67. Wir wollen diese Überlegungen beschließen im Herzen der Kirche und im Herzen des Menschen. Der Weg der Kirche geht durch das Herz des Menschen; denn hier ist der verborgene Ort der heilbringenden Begegnung mit dem Heiligen Geist, mit dem verborgenen Gott. Genau hier wird der Heilige Geist zur »sprudelnden Quelle, deren Wasser ewiges Leben schenkt«289. Hierher kommt er als Geist der Wahrheit, als Paraklet, wie er von Christus verheißen worden ist.
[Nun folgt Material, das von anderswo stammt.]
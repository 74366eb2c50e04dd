//! Chat transport implementations for clawtrail.
//!
//! Each transport implements the core `DeliverySink` trait, and the ones
//! that can list history also implement `MessageSource`.
//!
//! Available transports:
//! - **Discord** — Discord REST API v10 (post, forward, fetch history)
//! - **Console** — prints what would be posted to stdout (`--dry-run`)

pub mod console;
pub mod discord;

pub use console::ConsoleSink;
pub use discord::{DiscordClient, DiscordConfig};
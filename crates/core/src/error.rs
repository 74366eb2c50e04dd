//! Error types for the clawtrail domain.
//!
//! Uses `thiserror` for ergonomic error definitions.
//! Each bounded context has its own error enum.

use std::path::PathBuf;
use thiserror::Error;

/// Failures talking to the chat platform.
#[derive(Debug, Error)]
pub enum ChannelError {
    #[error("Channel not configured: {0}")]
    NotConfigured(String),

    #[error("Message delivery failed to {channel}: {reason}")]
    DeliveryFailed { channel: String, reason: String },

    #[error("Fetching messages from {channel} failed: {reason}")]
    FetchFailed { channel: String, reason: String },

    #[error("Network error: {0}")]
    Network(String),

    #[error("Invalid payload: {0}")]
    InvalidPayload(String),
}

/// Failures reading or writing the persisted dedup state.
#[derive(Debug, Error)]
pub enum StateError {
    #[error("Failed to read state file at {path}: {reason}")]
    Read { path: PathBuf, reason: String },

    #[error("Failed to parse state file at {path}: {reason}")]
    Parse { path: PathBuf, reason: String },

    #[error("Failed to write state file at {path}: {reason}")]
    Write { path: PathBuf, reason: String },
}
Von hieraus wirkt er als Tröster, Fürsprecher, Beistand - besonders, wenn der Mensch und die Menschheit vor dem Verdammungsurteil jenes »Anklägers« stehen, von dem die Offenbarung des Johannes sagt, daß er die Brüder »bei Tag und bei Nacht vor unserem Gott verklagt«290. Der Heilige Geist hört nicht auf, Hüter der Hoffnung im Herzen des Menschen zu sein: der Hoffnung aller menschlichen Geschöpfe und besonders derjenigen, die »als Erstlingsgabe den Geist haben« und »auf die Erlösung ihres Leibes warten«291.
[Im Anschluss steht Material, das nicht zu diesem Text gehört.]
//! Display rendering for classified content.
//!
//! Each function turns one classified piece of a record into one
//! Discord-markdown line. Every line starts with a fixed icon so the audit
//! channel can be skimmed by shape.

use regex_lite::Regex;
use serde_json::Value;
use std::sync::LazyLock;

use clawtrail_core::event::ContentItem;

use crate::classify::{ItemKind, ToolKind, classify_item};
use crate::truncate::{take_chars, truncate};

const THINKING_LIMIT: usize = 250;
const TEXT_LIMIT: usize = 200;
const SHELL_LIMIT: usize = 150;
const SHELL_FIRST_LINE_LIMIT: usize = 80;
const SEARCH_LIMIT: usize = 100;
const FETCH_FALLBACK_LIMIT: usize = 50;
const SUCCESS_PHRASE_LIMIT: usize = 80;
const ERROR_LIMIT: usize = 150;
const PREVIEW_LINE_LIMIT: usize = 80;
const RESULT_LIMIT: usize = 120;

static URL_HOST: LazyLock<Regex> =
    LazyLock::new(|| Regex::new(r"://([^/]+)").expect("static regex"));
static SUCCESS_PHRASE: LazyLock<Regex> = LazyLock::new(|| {
    Regex::new(r"Successfully (\w+ \d+ \w+ to .+|.{20,60})").expect("static regex")
});

/// Render a whole assistant turn: one line per non-empty item, in order,
/// newline-joined. `None` when no item renders.
pub fn render_turn(items: &[ContentItem]) -> Option<String> {
    let lines: Vec<String> = items
        .iter()
        .filter_map(|item| render_item(&classify_item(item)))
        .collect();
    if lines.is_empty() {
        None
    } else {
        Some(lines.join("\n"))
    }
}

/// Render one classified item. References and empty items render nothing.
pub fn render_item(item: &ItemKind<'_>) -> Option<String> {
    match item {
        ItemKind::Thinking(thinking) => Some(format!(">>> 💭 {}", truncate(thinking, THINKING_LIMIT))),
        ItemKind::ToolCall {
            kind,
            name,
            arguments,
        } => Some(render_tool_call(*kind, name, arguments)),
        ItemKind::Text(text) => Some(format!("💬 {}", truncate(text, TEXT_LIMIT))),
        ItemKind::Reference(_) | ItemKind::Empty => None,
    }
}

/// Render a tool invocation as an action line.
pub fn render_tool_call(kind: ToolKind, name: &str, arguments: &Value) -> String {
    let icon = kind.icon();
    match kind {
        ToolKind::Read => format!("{icon} `READ` → **{}**", target_path(arguments)),
        ToolKind::Write => format!("{icon} `WRITE` → **{}**", target_path(arguments)),
        ToolKind::Edit => format!("{icon} `EDIT` → **{}**", target_path(arguments)),
        ToolKind::Shell => {
            let command = arg_str(arguments, "command").unwrap_or_default();
            format!("{icon} `$` {}", shell_display(&command))
        }
        ToolKind::Search => {
            let query = arg_str(arguments, "query").unwrap_or_else(|| "?".into());
            format!("{icon} `SEARCH` → *{}*", truncate(&query, SEARCH_LIMIT))
        }
        ToolKind::Fetch => {
            let url = arg_str(arguments, "url").unwrap_or_else(|| "?".into());
            format!("{icon} `FETCH` → **{}**", url_host(&url))
        }
        ToolKind::Message => {
            let action = arg_str(arguments, "action").unwrap_or_else(|| "?".into());
            format!("{icon} `MSG.{}`", action.to_uppercase())
        }
        ToolKind::Browser => {
            let action = arg_str(arguments, "action").unwrap_or_else(|| "?".into());
            format!("{icon} `BROWSER.{action}`")
        }
        ToolKind::Memory => format!("{icon} `{}`", name.to_uppercase()),
        ToolKind::Session | ToolKind::Generic => format!("{icon} `{name}`"),
    }
}

/// Render a tool result with a success/failure icon and a short snippet.
///
/// Priority: empty output, output mentioning success, errors, long
/// multi-line output, everything else.
pub fn render_tool_result(text: &str, is_error: bool) -> String {
    let icon = if is_error { "❌" } else { "✓" };
    let result = text.trim();

    if result.is_empty() {
        return icon.to_string();
    }

    if result.to_lowercase().contains("success") {
        return match success_phrase(result) {
            Some(phrase) => format!("✓ *{}*", truncate(phrase, SUCCESS_PHRASE_LIMIT)),
            None => "✓ *done*".to_string(),
        };
    }

    if is_error {
        return format!("❌ `{}`", truncate(result, ERROR_LIMIT));
    }

    let lines: Vec<&str> = result.split('\n').collect();
    if lines.len() > 3 {
        return format!(
            "✓ `{}` *({} lines)*",
            truncate(lines[0], PREVIEW_LINE_LIMIT),
            lines.len()
        );
    }

    format!("✓ `{}`", truncate(result, RESULT_LIMIT))
}

fn success_phrase(text: &str) -> Option<&str> {
    SUCCESS_PHRASE
        .captures(text)
        .and_then(|caps| caps.get(1))
        .map(|m| m.as_str())
}

/// Single-line commands inline; multi-line commands as the first line and
/// a count of the rest.
fn shell_display(command: &str) -> String {
    let lines: Vec<&str> = command.trim().lines().collect();
    if lines.len() <= 1 {
        truncate(command, SHELL_LIMIT)
    } else {
        format!(
            "{}  *(+{} lines)*",
            take_chars(lines[0], SHELL_FIRST_LINE_LIMIT),
            lines.len() - 1
        )
    }
}

/// Network host of a URL, or the first characters of the raw string when
/// it has no scheme separator.
fn url_host(url: &str) -> String {
    URL_HOST
        .captures(url)
        .and_then(|caps| caps.get(1))
        .map(|m| m.as_str().to_string())
        .unwrap_or_else(|| take_chars(url, FETCH_FALLBACK_LIMIT).to_string())
}

fn target_path(arguments: &Value) -> String {
    arg_str(arguments, "path")
        .or_else(|| arg_str(arguments, "file_path"))
        .unwrap_or_else(|| "?".into())
}

/// A string argument; non-string scalars are stringified, null and missing
/// keys are `None`.
fn arg_str(arguments: &Value, key: &str) -> Option<String> {
    match arguments.get(key)? {
        Value::Null => None,
        Value::String(s) => Some(s.clone()),
        other => Some(other.to_string()),
    }
}

#[cfg(test)]
mod tests {
    use super::*;
    use serde_json::json;

    fn call(name: &str, arguments: Value) -> String {
        render_tool_call(ToolKind::from_name(name), name, &arguments)
    }

    #[test]
    fn file_operations_show_path() {
        assert_eq!(call("Read", json!({"path": "/tmp/x"})), "📂 `READ` → **/tmp/x**");
        assert_eq!(
            call("Write", json!({"file_path": "/srv/out.txt"})),
            "💾 `WRITE` → **/srv/out.txt**"
        );
        assert_eq!(call("Edit", json!({})), "✏️ `EDIT` → **?**");
        assert_eq!(call("Read", Value::Null), "📂 `READ` → **?**");
    }

    #[test]
    fn single_line_shell_command() {
        assert_eq!(call("exec", json!({"command": "ls -la"})), "⚡ `$` ls -la");
        let long = "x".repeat(200);
        let out = call("bash", json!({"command": long}));
        assert_eq!(out, format!("⚡ `$` {}…", "x".repeat(150)));
    }

    #[test]
    fn multi_line_shell_command() {
        let out = call("Bash", json!({"command": "cd /srv\nmake\nmake install\n"}));
        assert_eq!(out, "⚡ `$` cd /srv  *(+2 lines)*");

        let long_first = format!("{}\necho done", "y".repeat(120));
        let out = call("exec", json!({"command": long_first}));
        assert_eq!(out, format!("⚡ `$` {}  *(+1 lines)*", "y".repeat(80)));
    }

    #[test]
    fn crlf_shell_command_has_no_raw_line_break() {
        let out = call("bash", json!({"command": "cd /srv\r\nmake\r\nmake install"}));
        assert_eq!(out, "⚡ `$` cd /srv  *(+2 lines)*");
        assert!(!out.contains('\r') && !out.contains('\n'));
    }

    #[test]
    fn search_and_fetch() {
        assert_eq!(
            call("web_search", json!({"query": "rust tokio select"})),
            "🔎 `SEARCH` → *rust tokio select*"
        );
        assert_eq!(
            call("web_fetch", json!({"url": "https://docs.rs/tokio/latest/tokio/"})),
            "🌐 `FETCH` → **docs.rs**"
        );
        let no_scheme = "z".repeat(70);
        assert_eq!(
            call("web_fetch", json!({"url": no_scheme})),
            format!("🌐 `FETCH` → **{}**", "z".repeat(50))
        );
        assert_eq!(call("web_fetch", json!({})), "🌐 `FETCH` → **?**");
    }

    #[test]
    fn action_only_tools() {
        assert_eq!(call("message", json!({"action": "send"})), "💬 `MSG.SEND`");
        assert_eq!(call("browser", json!({"action": "snapshot"})), "🖥️ `BROWSER.snapshot`");
        assert_eq!(call("memory_search", json!({"query": "x"})), "🧠 `MEMORY_SEARCH`");
        assert_eq!(call("sessions_send", json!({})), "📡 `sessions_send`");
        assert_eq!(call("cron", json!({})), "🔧 `cron`");
        assert_eq!(call("message", json!({})), "💬 `MSG.?`");
    }

    #[test]
    fn recognized_tools_start_with_their_icon() {
        for name in [
            "Read", "Write", "Edit", "bash", "web_search", "web_fetch", "message", "browser",
            "memory_get", "session_status", "anything",
        ] {
            let kind = ToolKind::from_name(name);
            assert!(call(name, json!({"action": 1})).starts_with(kind.icon()), "{name}");
        }
    }

    #[test]
    fn thinking_and_text_lines() {
        let thinking = ItemKind::Thinking("let me check\nthe logs");
        assert_eq!(
            render_item(&thinking).unwrap(),
            ">>> 💭 let me check ↵ the logs"
        );
        let long = "w".repeat(300);
        let rendered = render_item(&ItemKind::Thinking(&long)).unwrap();
        assert!(rendered.chars().count() <= ">>> 💭 ".chars().count() + 251);

        assert_eq!(render_item(&ItemKind::Text("All done.")).unwrap(), "💬 All done.");
        assert!(render_item(&ItemKind::Reference(None)).is_none());
        assert!(render_item(&ItemKind::Empty).is_none());
    }

    #[test]
    fn turn_preserves_order_and_skips_empty() {
        let items = vec![
            ContentItem::Thinking {
                thinking: "plan".into(),
            },
            ContentItem::Unknown,
            ContentItem::ToolCall {
                name: "Read".into(),
                arguments: json!({"path": "a.rs"}),
            },
            ContentItem::Text {
                text: "[Discord #x] echo".into(),
            },
            ContentItem::Text { text: "ok".into() },
        ];
        assert_eq!(
            render_turn(&items).unwrap(),
            ">>> 💭 plan\n📂 `READ` → **a.rs**\n💬 ok"
        );
        assert!(render_turn(&[ContentItem::Unknown]).is_none());
        assert!(render_turn(&[]).is_none());
    }

    #[test]
    fn empty_result_is_icon_only() {
        assert_eq!(render_tool_result("   ", false), "✓");
        assert_eq!(render_tool_result("", true), "❌");
    }

    #[test]
    fn success_results() {
        assert_eq!(
            render_tool_result("Successfully wrote 120 bytes to /tmp/out.txt", false),
            "✓ *wrote 120 bytes to /tmp/out.txt*"
        );
        assert_eq!(
            render_tool_result("Successfully replaced text in config.toml.", false),
            "✓ *replaced text in config.toml.*"
        );
        assert_eq!(render_tool_result("SUCCESS", false), "✓ *done*");
        // a success mention wins over the error flag
        assert_eq!(render_tool_result("partial success", true), "✓ *done*");
    }

    #[test]
    fn error_result() {
        assert_eq!(render_tool_result("disk full", true), "❌ `disk full`");
        let long = "e".repeat(200);
        assert_eq!(
            render_tool_result(&long, true),
            format!("❌ `{}…`", "e".repeat(150))
        );
    }

    #[test]
    fn multi_line_result_shows_first_line_and_count() {
        let output = "total 3\n-rw a\n-rw b\n-rw c";
        assert_eq!(render_tool_result(output, false), "✓ `total 3` *(4 lines)*");

        let short = "line one\nline two";
        assert_eq!(render_tool_result(short, false), "✓ `line one ↵ line two`");
    }

    #[test]
    fn plain_result_truncated() {
        let long = "r".repeat(130);
        assert_eq!(
            render_tool_result(&long, false),
            format!("✓ `{}…`", "r".repeat(120))
        );
    }
}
Der Heilige Geist setzt in seiner geheimnisvollen göttlichen Gemeinschaft mit dem Erlöser des Menschen dessen Werk kontinuierlich fort: Er nimmt von Christus und vermittelt es allen, indem er durch das Herz des Menschen fortwährend in die Geschichte der Welt eintritt. Hier wird er - wie die Sequenz der Pfingstliturgie sagt - wahrhaft zum »Vater der Armen, Spender der Gaben, Licht der Herzen«; er wird zum »süßen Seelengast«, den die Kirche an der Schwelle zum Herzen eines jeden Menschen beständig grüßt. Er bringt inmitten der Mühen, der Arbeit der Arme und des Verstandes des Menschen »Ruh und Geborgenheit«; er bringt »Ruhe« und »Erquickung« inmitten der Hitze des Tages, inmitten der Unruhen, der Auseinandersetzungen und Gefahren jeder Epoche; er bringt schließlich »Trost«, wenn das menschliche Herz weint und zu verzweifeln versucht ist. Deshalb ruft dieselbe Sequenz aus: »Ohne dein lebendig Wehn kann im Menschen nichts bestehn, kann nichts heil sein noch gesund«. Nur der Heilige Geist »überführt der Sünde«, des Bösen, mit dem Ziel, im Menschen und in der menschlichen Welt das Gute wiederherzustellen: um »das Angesicht der Erde zu erneuern«. Deswegen wirkt er die Reinigung von allem, was den Menschen »verunstaltet«, von »dem, was ihn befleckt«; er heilt auch die tiefsten Wunden der menschlichen Existenz; er verwandelt die innere Dürre der Seelen in fruchtbare Felder der Gnade und Heiligkeit. Was »verhärtet« ist, »beugt er«; was »erkaltet« ist, »wärmt er«; was »irre geht«, »lenkt er« auf die Wege des Heils zurück292.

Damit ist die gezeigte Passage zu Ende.